* **What the exercise asks**: The response must contain the complete data, printed exactly.

*** Opening Task inputs ***

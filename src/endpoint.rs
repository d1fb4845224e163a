//! Callables that can be bound to tree nodes.

use anyhow::Result;
use serde_json::{Map, Value};
use std::collections::BTreeMap;

use crate::signature::Signature;

/// A callable with a declared signature.
pub trait Endpoint {
    fn signature(&self) -> &Signature;

    fn call(&self, args: CallArgs) -> Result<Value>;
}

/// Arguments rebuilt for one call: declared parameters by position, the rest
/// by name.
#[derive(Debug, Clone, Default, PartialEq)]
pub struct CallArgs {
    pub positional: Vec<Value>,
    pub keywords: Map<String, Value>,
}

impl CallArgs {
    pub fn is_empty(&self) -> bool {
        self.positional.is_empty() && self.keywords.is_empty()
    }

    /// Value of a declared parameter, by position first, then by name.
    pub fn get(&self, index: usize, name: &str) -> Option<&Value> {
        self.positional.get(index).or_else(|| self.keywords.get(name))
    }

    pub fn str(&self, index: usize, name: &str) -> Option<&str> {
        self.get(index, name).and_then(Value::as_str)
    }

    /// Toggle value; absent or non-boolean reads as `false`.
    pub fn flag(&self, index: usize, name: &str) -> bool {
        self.get(index, name)
            .and_then(Value::as_bool)
            .unwrap_or(false)
    }

    /// Keyword arguments rendered as plain strings, minus `declared` names.
    pub fn string_keywords(&self, declared: &[&str]) -> BTreeMap<String, String> {
        self.keywords
            .iter()
            .filter(|(k, _)| !declared.contains(&k.as_str()))
            .map(|(k, v)| {
                let s = match v {
                    Value::String(s) => s.clone(),
                    other => other.to_string(),
                };
                (k.clone(), s)
            })
            .collect()
    }
}

/// An [`Endpoint`] backed by a closure or fn pointer.
pub struct FnEndpoint<F> {
    signature: Signature,
    handler: F,
}

impl<F> FnEndpoint<F>
where
    F: Fn(CallArgs) -> Result<Value>,
{
    pub fn new(signature: Signature, handler: F) -> Self {
        Self { signature, handler }
    }
}

impl<F> Endpoint for FnEndpoint<F>
where
    F: Fn(CallArgs) -> Result<Value>,
{
    fn signature(&self) -> &Signature {
        &self.signature
    }

    fn call(&self, args: CallArgs) -> Result<Value> {
        (self.handler)(args)
    }
}

/// Shorthand for [`FnEndpoint::new`].
pub fn endpoint<F>(signature: Signature, handler: F) -> FnEndpoint<F>
where
    F: Fn(CallArgs) -> Result<Value>,
{
    FnEndpoint::new(signature, handler)
}

#[cfg(test)]
mod tests {
    use super::*;
    use serde_json::json;

    #[test]
    fn accessors_fall_back_to_keywords() {
        let mut args = CallArgs {
            positional: vec![json!("a")],
            keywords: Map::new(),
        };
        args.keywords.insert("verbose".into(), json!(true));
        args.keywords.insert("color".into(), json!("red"));
        args.keywords.insert("n".into(), json!(3));

        assert_eq!(args.str(0, "name"), Some("a"));
        assert!(args.flag(1, "verbose"));
        assert!(!args.flag(2, "missing"));

        let extras = args.string_keywords(&["verbose"]);
        assert_eq!(extras.len(), 2);
        assert_eq!(extras["color"], "red");
        assert_eq!(extras["n"], "3");
    }

    #[test]
    fn fn_endpoint_forwards_result() {
        let ep = endpoint(Signature::new("len"), |args: CallArgs| {
            Ok(json!(args.positional.len()))
        });
        assert_eq!(ep.signature().name, "len");
        let out = ep
            .call(CallArgs {
                positional: vec![json!(1), json!(2)],
                keywords: Map::new(),
            })
            .unwrap();
        assert_eq!(out, json!(2));
    }
}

*** Closing Task inputs ***

* **Solution for this problem**:
filename src/endpoint.rs
repository d1fb4845224e163a
//! Callables that can be bound to tree nodes.

use anyhow::Result;
use serde_json::{Map, Value};
use std::collections::BTreeMap;

use crate::signature::Signature;

/// A callable with a declared signature.
pub trait Endpoint {
    fn signature(&self) -> &Signature;

    fn call(&self, args: CallArgs) -> Result<Value>;
}

/// Arguments rebuilt for one call: declared parameters by position, the rest
/// by name.
#[derive(Debug, Clone, Default, PartialEq)]
pub struct CallArgs {
    pub positional: Vec<Value>,
    pub keywords: Map<String, Value>,
}

impl CallArgs {
    pub fn is_empty(&self) -> bool {
        self.positional.is_empty() && self.keywords.is_empty()
    }

    /// Value of a declared parameter, by position first, then by name.
    pub fn get(&self, index: usize, name: &str) -> Option<&Value> {
        self.positional.get(index).or_else(|| self.keywords.get(name))
    }

    pub fn str(&self, index: usize, name: &str) -> Option<&str> {
        self.get(index, name).and_then(Value::as_str)
    }

    /// Toggle value; absent or non-boolean reads as `false`.
    pub fn flag(&self, index: usize, name: &str) -> bool {
        self.get(index, name)
            .and_then(Value::as_bool)
            .unwrap_or(false)
    }

    /// Keyword arguments rendered as plain strings, minus `declared` names.
    pub fn string_keywords(&self, declared: &[&str]) -> BTreeMap<String, String> {
        self.keywords
            .iter()
            .filter(|(k, _)| !declared.contains(&k.as_str()))
            .map(|(k, v)| {
                let s = match v {
                    Value::String(s) => s.clone(),
                    other => other.to_string(),
                };
                (k.clone(), s)
            })
            .collect()
    }
}

/// An [`Endpoint`] backed by a closure or fn pointer.
pub struct FnEndpoint<F> {
    signature: Signature,
    handler: F,
}

impl<F> FnEndpoint<F>
where
    F: Fn(CallArgs) -> Result<Value>,
{
    pub fn new(signature: Signature, handler: F) -> Self {
        Self { signature, handler }
    }
}

impl<F> Endpoint for FnEndpoint<F>
where
    F: Fn(CallArgs) -> Result<Value>,
{
    fn signature(&self) -> &Signature {
        &self.signature
    }

    fn call(&self, args: CallArgs) -> Result<Value> {
        (self.handler)(args)
    }
}

/// Shorthand for [`FnEndpoint::new`].
pub fn endpoint<F>(signature: Signature, handler: F) -> FnEndpoint<F>
where
    F: Fn(CallArgs) -> Result<Value>,
{
    FnEndpoint::new(signature, handler)
}

#[cfg(test)]
mod tests {
    use super::*;
    use serde_json::json;

    #[test]
    fn accessors_fall_back_to_keywords() {
        let mut args = CallArgs {
            positional: vec![json!("a")],
            keywords: Map::new(),
        };
        args.keywords.insert("verbose".into(), json!(true));
        args.keywords.insert("color".into(), json!("red"));
        args.keywords.insert("n".into(), json!(3));

        assert_eq!(args.str(0, "name"), Some("a"));
        assert!(args.flag(1, "verbose"));
        assert!(!args.flag(2, "missing"));

        let extras = args.string_keywords(&["verbose"]);
        assert_eq!(extras.len(), 2);
        assert_eq!(extras["color"], "red");
        assert_eq!(extras["n"], "3");
    }

    #[test]
    fn fn_endpoint_forwards_result() {
        let ep = endpoint(Signature::new("len"), |args: CallArgs| {
            Ok(json!(args.positional.len()))
        });
        assert_eq!(ep.signature().name, "len");
        let out = ep
            .call(CallArgs {
                positional: vec![json!(1), json!(2)],
                keywords: Map::new(),
            })
            .unwrap();
        assert_eq!(out, json!(2));
    }
}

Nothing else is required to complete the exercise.